How do you learn?

While I was in the beautiful Croatian town of Dubrovnik for the IATEFL Business English Special Interest Group Conference last November, I made some notes on a very interesting workshop I attended:

The class is your resource

Learners give too much responsibility to the teacher

Fall back on what they´ve experienced before while learning

Think about how they learn to do other things, e.g. building flat-pack furniture

I would happily give credit to the person from whom I gleaned these insights, but I honestly can´t remember who it was! The weekend passed in a blur of sea, sunsets and syntax.  Whoever it was though, I am grateful to them for reminding me that although the fifty-year old factory superviser in my English course may feel like a fish out of water because he has been obliged to start learning English again after more than three decades, this is not the first time that he has learned something and learned something successfully. English learning is not so special or different that it exists in vacuum separate from the learning of anything else. There´s no reason why strategies you use to successfully build flat-pack furniture–perhaps follow the instructions carefully, trust your instincts, make use of the insights you´ve gained on the previous occasions you have built furniture–shouldn´t serve you well as you embark upon learning English at work.

Starting afresh with a new group this week, I decided to create a worksheet to get them to reflect on how they learn and ultimately get them to consider how they can learn better. Their first task was to write a list of ten things they have learned during their lifetimes. I made it clear to them that this could include absolutely anything from learning to walk to learning to operate the  pieces of machinery they work with. Once everyone had their lists, I asked them to reflect on what their experiences of learning these things had been and to compare with each other by answering some questions I´d included in the second section of the worksheet. The participants then discussed these responses with a partner before sharing what they´d found out with the rest of the group.

This discussion gave me some clear indications of what elements I would need to incorporate into the course in order for them to learn English successfully:

They like learning-by-doing, so why don´t we go down into the laboratories and R&D facilities where they work and they can show me how they create prototypes and do their plastic injection moulding? We agreed to do this in the coming weeks.

Having fun while they learn is important to them: let´s include some games and more light-hearted activities so that they enjoy themselves.

They said they thought “doing it again and again” was a good learning strategy, which means I can give them lots of opportunities to practise what they have learnt and do review activities without worrying that they´ll get bored!

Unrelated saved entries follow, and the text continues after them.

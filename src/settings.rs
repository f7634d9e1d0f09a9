//! Game settings
//!
//! Read once at startup from the canvas `data-settings` attribute (JSON).

use serde::Deserialize;

use crate::error::GameError;

/// Quality preset levels
#[derive(Debug, Clone, Copy, PartialEq, Eq, Deserialize, Default)]
#[serde(rename_all = "lowercase")]
pub enum QualityPreset {
    Low,
    #[default]
    Medium,
    High,
}

impl QualityPreset {
    pub fn as_str(&self) -> &'static str {
        match self {
            QualityPreset::Low => "Low",
            QualityPreset::Medium => "Medium",
            QualityPreset::High => "High",
        }
    }

    /// Maximum live burst particles for this preset
    pub fn max_particles(&self) -> usize {
        match self {
            QualityPreset::Low => 256,
            QualityPreset::Medium => 1024,
            QualityPreset::High => 4096,
        }
    }

    /// Maximum live floating hearts for this preset
    pub fn max_floating_hearts(&self) -> usize {
        match self {
            QualityPreset::Low => 64,
            QualityPreset::Medium => 256,
            QualityPreset::High => 1024,
        }
    }
}

/// How player displacement relates to frame time
#[derive(Debug, Clone, Copy, PartialEq, Eq, Deserialize, Default)]
#[serde(rename_all = "snake_case")]
pub enum MovementMode {
    /// Fixed displacement per tick; effective speed follows the refresh rate
    #[default]
    PerFrame,
    /// Displacement scaled by delta against a 60 Hz reference frame
    DeltaScaled,
}

/// Game settings
#[derive(Debug, Clone, PartialEq, Deserialize)]
#[serde(default)]
pub struct Settings {
    /// Effect quality (controls particle caps)
    pub quality: QualityPreset,
    /// Player movement scaling
    pub movement: MovementMode,
    /// Show FPS in the HUD
    pub show_fps: bool,
    /// Fixed RNG seed (None = seed from clock)
    pub seed: Option<u64>,
}

impl Default for Settings {
    fn default() -> Self {
        Self {
            quality: QualityPreset::Medium,
            movement: MovementMode::PerFrame,
            show_fps: false,
            seed: None,
        }
    }
}

impl Settings {
    /// Parse settings from a JSON blob (missing fields take defaults)
    pub fn from_json(json: &str) -> Result<Self, GameError> {
        Ok(serde_json::from_str(json)?)
    }

    /// Parse an optional blob, falling back to defaults on absence or error
    pub fn from_json_or_default(json: Option<&str>) -> Self {
        match json {
            None => Self::default(),
            Some(raw) if raw.trim().is_empty() => Self::default(),
            Some(raw) => match Self::from_json(raw) {
                Ok(settings) => {
                    log::info!("Loaded settings ({} quality)", settings.quality.as_str());
                    settings
                }
                Err(e) => {
                    log::warn!("{}; using default settings", e);
                    Self::default()
                }
            },
        }
    }

    pub fn max_particles(&self) -> usize {
        self.quality.max_particles()
    }

    pub fn max_floating_hearts(&self) -> usize {
        self.quality.max_floating_hearts()
    }
}
//! Keyboard sampling
//!
//! Turns the set of currently held keys into a movement vector and facing.

use std::collections::HashSet;

use glam::Vec2;

use super::state::{Facing, GameState};
use crate::consts::DIAGONAL_SCALE;

/// Keys currently held down (`KeyboardEvent.key` strings)
#[derive(Debug, Clone, Default)]
pub struct HeldKeys {
    keys: HashSet<String>,
}

impl HeldKeys {
    pub fn new() -> Self {
        Self::default()
    }

    pub fn press(&mut self, key: &str) {
        self.keys.insert(key.to_string());
    }

    pub fn release(&mut self, key: &str) {
        self.keys.remove(key);
    }

    pub fn clear(&mut self) {
        self.keys.clear();
    }

    pub fn is_held(&self, key: &str) -> bool {
        self.keys.contains(key)
    }

    fn any(&self, names: &[&str]) -> bool {
        names.iter().any(|k| self.is_held(k))
    }

    /// Resolve held keys to a movement sample
    pub fn sample(&self) -> MoveInput {
        let mut dx = 0.0;
        let mut dy = 0.0;
        if self.any(&["ArrowUp", "w"]) {
            dy -= 1.0;
        }
        if self.any(&["ArrowDown", "s"]) {
            dy += 1.0;
        }
        if self.any(&["ArrowLeft", "a"]) {
            dx -= 1.0;
        }
        if self.any(&["ArrowRight", "d"]) {
            dx += 1.0;
        }
        MoveInput::from_axes(dx, dy)
    }
}

/// Movement for one tick
#[derive(Debug, Clone, Copy, PartialEq, Default)]
pub struct MoveInput {
    /// Unit-or-zero direction
    pub dir: Vec2,
}

impl MoveInput {
    /// Build from raw axis values in {-1, 0, 1}; diagonals are scaled so
    /// their speed matches axial speed
    pub fn from_axes(mut dx: f32, mut dy: f32) -> Self {
        if dx != 0.0 && dy != 0.0 {
            dx *= DIAGONAL_SCALE;
            dy *= DIAGONAL_SCALE;
        }
        Self {
            dir: Vec2::new(dx, dy),
        }
    }

    pub fn is_moving(&self) -> bool {
        self.dir != Vec2::ZERO
    }

    /// Facing for this input, `None` when standing still. Horizontal only
    /// wins when strictly dominant.
    pub fn facing(&self) -> Option<Facing> {
        if !self.is_moving() {
            return None;
        }
        let Vec2 { x: dx, y: dy } = self.dir;
        Some(if dx.abs() > dy.abs() {
            if dx > 0.0 { Facing::Right } else { Facing::Left }
        } else if dy > 0.0 {
            Facing::Down
        } else {
            Facing::Up
        })
    }
}

/// Input commands for a single tick
#[derive(Debug, Clone, Default)]
pub struct TickInput {
    pub movement: MoveInput,
    /// Demo mode - steer toward the nearest heart instead of the keys
    pub autopilot: bool,
}

impl TickInput {
    pub fn from_keys(keys: &HeldKeys, autopilot: bool) -> Self {
        Self {
            movement: keys.sample(),
            autopilot,
        }
    }
}

/// Steer toward the nearest uncollected heart
pub fn autopilot_input(state: &GameState) -> MoveInput {
    let player = state.player.pos;
    let target = state
        .hearts
        .iter()
        .filter(|h| !h.collected)
        .min_by(|a, b| {
            a.pos
                .distance_squared(player)
                .partial_cmp(&b.pos.distance_squared(player))
                .unwrap_or(std::cmp::Ordering::Equal)
        });
    match target {
        Some(heart) => MoveInput {
            dir: (heart.pos - player).normalize_or_zero(),
        },
        None => MoveInput::default(),
    }
}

Getting tips from experts: so they won´t be afraid to take advice from me, but this got me thinking about what other “experts” they could go to. They could spend more time on communication with their native English speaker colleagues, of course, but they can also get tips from each other. I plan to encourage them to listen to and learn from their colleagues in the course.

Use a range of media: as the majority of the group are male and in their twenties, it´s not surprising that video and internet resources are an integral part of learning as far as they´re concerned. I will, therefore, aim to include these resources in our lessons.

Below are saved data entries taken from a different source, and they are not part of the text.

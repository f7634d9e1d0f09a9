//! Frame composition
//!
//! Turns the current `GameState` into a draw list. Never mutates state, so it
//! can run every frame regardless of phase or pause.

use super::command::{Color, DrawCmd, DrawList};
use super::shapes;
use crate::assets::{AssetId, AssetRegistry};
use crate::consts::WORLD_WIDTH;
use crate::palette;
use crate::sim::{GamePhase, GameState};

/// Size collectible hearts are drawn at
pub const HEART_DRAW_SIZE: f32 = 20.0;

const HUD_FONT: &str = "16px Courier New";

/// Per-frame HUD extras supplied by the frame driver
#[derive(Debug, Clone, Copy, Default)]
pub struct HudExtras {
    pub fps: Option<u32>,
}

/// Compose the full frame
pub fn build_frame(state: &GameState, assets: &AssetRegistry, extras: HudExtras) -> DrawList {
    let mut list = DrawList::with_capacity(
        64 + state.hearts.len() * 32 + state.particles.len() + state.floating_hearts.len() * 64,
    );

    list.push(DrawCmd::Clear);
    list.push(DrawCmd::Background);
    draw_hearts(&mut list, state);
    draw_player(&mut list, state, assets);
    draw_particles(&mut list, state);
    draw_floating_hearts(&mut list, state);
    draw_hud(&mut list, state, extras);

    if state.phase == GamePhase::End {
        draw_particles(&mut list, state);
        draw_floating_hearts(&mut list, state);
        draw_celebration(&mut list, state);
    }
    list
}

fn draw_hearts(list: &mut DrawList, state: &GameState) {
    for heart in state.hearts.iter().filter(|h| !h.collected) {
        let mut pos = heart.pos;
        pos.y += heart.pulse.sin() * 2.0;
        shapes::heart(list, pos, HEART_DRAW_SIZE);
    }
}

fn draw_player(list: &mut DrawList, state: &GameState, assets: &AssetRegistry) {
    shapes::player_shadow(list, &state.player);
    match assets.state(AssetId::PlayerSprite).size() {
        Some(size) => shapes::player_sprite(list, &state.player, size),
        // Pending or failed: the figure stands in
        None => shapes::player_fallback(list, &state.player),
    }
}

fn draw_particles(list: &mut DrawList, state: &GameState) {
    for p in &state.particles {
        list.fill_rect(p.pos.x, p.pos.y, p.size, p.size, Color::Rgba(240, 122, 140, p.life));
    }
}

fn draw_floating_hearts(list: &mut DrawList, state: &GameState) {
    if state.floating_hearts.is_empty() {
        return;
    }
    for h in &state.floating_hearts {
        list.alpha(h.alpha);
        shapes::heart(list, h.pos, h.size);
    }
    list.alpha(1.0);
}

fn draw_celebration(list: &mut DrawList, state: &GameState) {
    if !state.celebration.active || state.floating_hearts.is_empty() {
        return;
    }
    for h in &state.floating_hearts {
        list.alpha((h.alpha + 0.4).min(1.0));
        shapes::heart(list, h.pos, h.size + 2.0);
    }
    list.alpha(1.0);
}

fn draw_hud(list: &mut DrawList, state: &GameState, extras: HudExtras) {
    let panel = Color::Css(palette::UI_PANEL);
    let text = Color::Css(palette::UI_TEXT);

    list.fill_rect(20.0, 20.0, 160.0, 50.0, panel);
    list.text(format!("Score: {}", state.score), 30.0, 44.0, text, HUD_FONT);
    list.text(format!("Time: {}", state.display_time()), 30.0, 62.0, text, HUD_FONT);

    list.fill_rect(WORLD_WIDTH - 170.0, 20.0, 140.0, 50.0, panel);
    list.text(
        format!("Hearts: {}/{}", state.hearts_collected, state.hearts_needed),
        WORLD_WIDTH - 160.0,
        50.0,
        text,
        HUD_FONT,
    );

    if let Some(fps) = extras.fps {
        list.text(format!("FPS: {}", fps), 30.0, 90.0, text, HUD_FONT);
    }
}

Asking Business English course participants:  “how do you learn?” is just as valuable, if not even more valuable, than asking them what they want to learn (emailing, meetings, telephoning, etc.), which is what I seem to have spent all of my time on up to now.

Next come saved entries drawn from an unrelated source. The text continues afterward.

//! Typed engine and per-group configuration.
//!
//! RULE: Every configuration struct is validated at the boundary.
//! Files are parsed with `deny_unknown_fields`, so a typo or a missing key
//! is a load error rather than a silent default at some call site.

use crate::{
    error::{CrimeResult, ValidationError},
    scenario_registry::Scenario,
    streak::StreakCurve,
    types::Credits,
};
use serde::{Deserialize, Serialize};
use std::collections::BTreeMap;

// ── Per crime type ─────────────────────────────────────────────────

#[derive(Debug, Clone, PartialEq, Serialize, Deserialize)]
#[serde(deny_unknown_fields)]
pub struct CrimeTypeConfig {
    pub success_rate:    f64,
    pub min_reward:      Credits,
    pub max_reward:      Credits,
    pub cooldown_secs:   u64,
    pub jail_time_secs:  u64,
    pub fine_multiplier: f64,
    pub enabled:         bool,
    pub target_required: bool,
}

impl CrimeTypeConfig {
    pub fn validate(&self) -> Result<(), ValidationError> {
        validate_rate("success_rate", self.success_rate)?;
        validate_reward_range(self.min_reward, self.max_reward)?;
        validate_non_negative("fine_multiplier", self.fine_multiplier)?;
        Ok(())
    }
}

pub(crate) fn validate_rate(field: &'static str, value: f64) -> Result<(), ValidationError> {
    if !(0.0..=1.0).contains(&value) {
        return Err(ValidationError::RateOutOfRange { field, value });
    }
    Ok(())
}

pub(crate) fn validate_non_negative(field: &'static str, value: f64) -> Result<(), ValidationError> {
    if value.is_nan() || value < 0.0 {
        return Err(ValidationError::Negative { field, value });
    }
    Ok(())
}

pub(crate) fn validate_reward_range(min: Credits, max: Credits) -> Result<(), ValidationError> {
    if min < 0 {
        return Err(ValidationError::Negative { field: "min_reward", value: min as f64 });
    }
    if max < min {
        return Err(ValidationError::RewardRange { min, max });
    }
    Ok(())
}

/// Key under which the random-scenario action stamps its cooldown.
pub const RANDOM_CRIME_KEY: &str = "random";

/// The catalog of crime types every new group starts with.
pub fn default_crime_options() -> BTreeMap<String, CrimeTypeConfig> {
    let mut options = BTreeMap::new();
    options.insert("pickpocket".to_string(), CrimeTypeConfig {
        success_rate:    0.60,
        min_reward:      50,
        max_reward:      150,
        cooldown_secs:   300,
        jail_time_secs:  1800,
        fine_multiplier: 0.35,
        enabled:         true,
        target_required: true,
    });
    options.insert("mugging".to_string(), CrimeTypeConfig {
        success_rate:    0.50,
        min_reward:      100,
        max_reward:      300,
        cooldown_secs:   600,
        jail_time_secs:  2700,
        fine_multiplier: 0.40,
        enabled:         true,
        target_required: true,
    });
    options.insert("rob_store".to_string(), CrimeTypeConfig {
        success_rate:    0.45,
        min_reward:      200,
        max_reward:      800,
        cooldown_secs:   1800,
        jail_time_secs:  3600,
        fine_multiplier: 0.45,
        enabled:         true,
        target_required: false,
    });
    options.insert("bank_heist".to_string(), CrimeTypeConfig {
        success_rate:    0.30,
        min_reward:      1000,
        max_reward:      5000,
        cooldown_secs:   7200,
        jail_time_secs:  7200,
        fine_multiplier: 0.50,
        enabled:         true,
        target_required: false,
    });
    options
}

// ── Per group ──────────────────────────────────────────────────────

#[derive(Debug, Clone, PartialEq, Serialize, Deserialize)]
#[serde(deny_unknown_fields)]
pub struct GuildCrimeSettings {
    pub crime_options:        BTreeMap<String, CrimeTypeConfig>,
    pub custom_scenarios:     Vec<Scenario>,
    pub allow_bail:           bool,
    pub bail_cost_multiplier: f64,
    pub min_steal_balance:    Credits,
    pub max_steal_amount:     Credits,
    /// Random-scenario attempts take their parameters from the scenario,
    /// so their gate and cooldown live here instead of in `crime_options`.
    pub random_enabled:       bool,
    pub random_cooldown_secs: u64,
}

impl Default for GuildCrimeSettings {
    fn default() -> Self {
        Self {
            crime_options:        default_crime_options(),
            custom_scenarios:     Vec::new(),
            allow_bail:           true,
            bail_cost_multiplier: 1.5,
            min_steal_balance:    100,
            max_steal_amount:     1000,
            random_enabled:       true,
            random_cooldown_secs: 900,
        }
    }
}

impl GuildCrimeSettings {
    pub fn validate(&self) -> Result<(), ValidationError> {
        for config in self.crime_options.values() {
            config.validate()?;
        }
        for scenario in &self.custom_scenarios {
            scenario.validate()?;
        }
        validate_non_negative("bail_cost_multiplier", self.bail_cost_multiplier)?;
        validate_non_negative("min_steal_balance", self.min_steal_balance as f64)?;
        validate_non_negative("max_steal_amount", self.max_steal_amount as f64)?;
        Ok(())
    }
}

// ── Engine-wide ────────────────────────────────────────────────────

/// What happens when a failed attempt's fine exceeds the actor's balance.
#[derive(Debug, Clone, Copy, PartialEq, Eq, Serialize, Deserialize)]
#[serde(rename_all = "snake_case")]
pub enum FinePolicy {
    /// Withdraw whatever the actor has, never going below zero.
    CapAtBalance,
    /// Refuse the attempt up front when the worst-case fine is unaffordable.
    RequireSolvency,
}

#[derive(Debug, Clone, PartialEq, Serialize, Deserialize)]
#[serde(deny_unknown_fields)]
pub struct EngineConfig {
    pub streak_curve:               StreakCurve,
    pub fine_policy:                FinePolicy,
    /// Fraction of the remaining sentence added on a failed jailbreak.
    pub jailbreak_extension_factor: f64,
    /// Sentence factor for holders of the jail-reducer perk.
    pub jail_reducer_factor:        f64,
    pub jail_reducer_perk:          String,
    /// Perk that unlocks release notifications.
    pub notify_perk:                String,
    /// Settings a group gets on first access and on `ReloadDefaults`.
    pub default_settings:           GuildCrimeSettings,
}

impl Default for EngineConfig {
    fn default() -> Self {
        Self {
            streak_curve:               StreakCurve::default(),
            fine_policy:                FinePolicy::CapAtBalance,
            jailbreak_extension_factor: 0.3,
            jail_reducer_factor:        0.8,
            jail_reducer_perk:          "jail_reducer".to_string(),
            notify_perk:                "notify_on_release".to_string(),
            default_settings:           GuildCrimeSettings::default(),
        }
    }
}

impl EngineConfig {
    /// Load from a JSON file. Unknown or missing fields are errors.
    /// In tests, use `EngineConfig::default()`.
    pub fn load(path: &str) -> anyhow::Result<Self> {
        let content = std::fs::read_to_string(path)
            .map_err(|e| anyhow::anyhow!("Cannot read {path}: {e}"))?;
        let config: EngineConfig = serde_json::from_str(&content)
            .map_err(|e| anyhow::anyhow!("Cannot parse {path}: {e}"))?;
        config.validate().map_err(|e| anyhow::anyhow!("{path}: {e}"))?;
        Ok(config)
    }

    pub fn validate(&self) -> CrimeResult<()> {
        self.streak_curve.validate()?;
        validate_non_negative("jailbreak_extension_factor", self.jailbreak_extension_factor)?;
        validate_rate("jail_reducer_factor", self.jail_reducer_factor)?;
        if self.jail_reducer_perk.trim().is_empty() {
            return Err(ValidationError::Empty("jail_reducer_perk").into());
        }
        if self.notify_perk.trim().is_empty() {
            return Err(ValidationError::Empty("notify_perk").into());
        }
        self.default_settings.validate()?;
        Ok(())
    }
}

Filed under From the training room

9 responses to “How do you learn?

  1. Julie Raikou

    Claire, a really great post! How a Student learns is such an integral part of the course

    If you’ve not already seen Mark Andrews’ videos of students out on location in Barnstaple, take a look!

    Look forward to seeing you down in the lab or in the R&D!

    • Thanks Julie. Yes, I will take a look at Mark´s video. I found out a lot about the work he does for SOL last September in Brno and it sounds brilliant.
      That´s where I´ll be, yes, down in the lab or the R&D! This week I´ve spent a lot of time looking at formwork and scaffolding with four different groups in fact. I want to blog about this next week.
      Hope you´re keeping well.

  2. Sev

    Great article, just perfect for today 🙂

  3. Hi Claire
    It’s my first time reading your blog which I have to say contains some impressive thought provoking stuff. Your blog was introduced to me by my colleague at Siemens ‘Charles Rei’ (I believe you have exchanged comments).
    I have a new class and I would certainly like to include some of your ideas from this post and your previous ones too (about using post-it-notes as part of the needs analysis). I am pretty engaged in the ‘unplugged teaching’ approach at the moment which is not always easy to promote with structure obsessed Germans, but surprisingly they very often come around to the idea and enjoy it. I will probably modify your ‘how do you learn’ method a little by getting the Ss to think about how they can go about building their awareness and then get them to create their own questions in order to accomplish this. This then gives me some produced languaged (question forms) to assess and work on.
    Until the next time…

    • Hi Karl,

      Thanks for your comments and for your positive feedback on my blog. I decided to incorporate your suggestion about asking the participants to ask each other questions in order to bring in more language production and that worked very well. I also asked my participants to consider whether or not they thought they were successful at the things they had learned to do, and what criteria would they use to measure that success? Should we use different criteria to measure success for different activities? And then, finally, how can you measure your success at learning English? This led to some interesting discussion.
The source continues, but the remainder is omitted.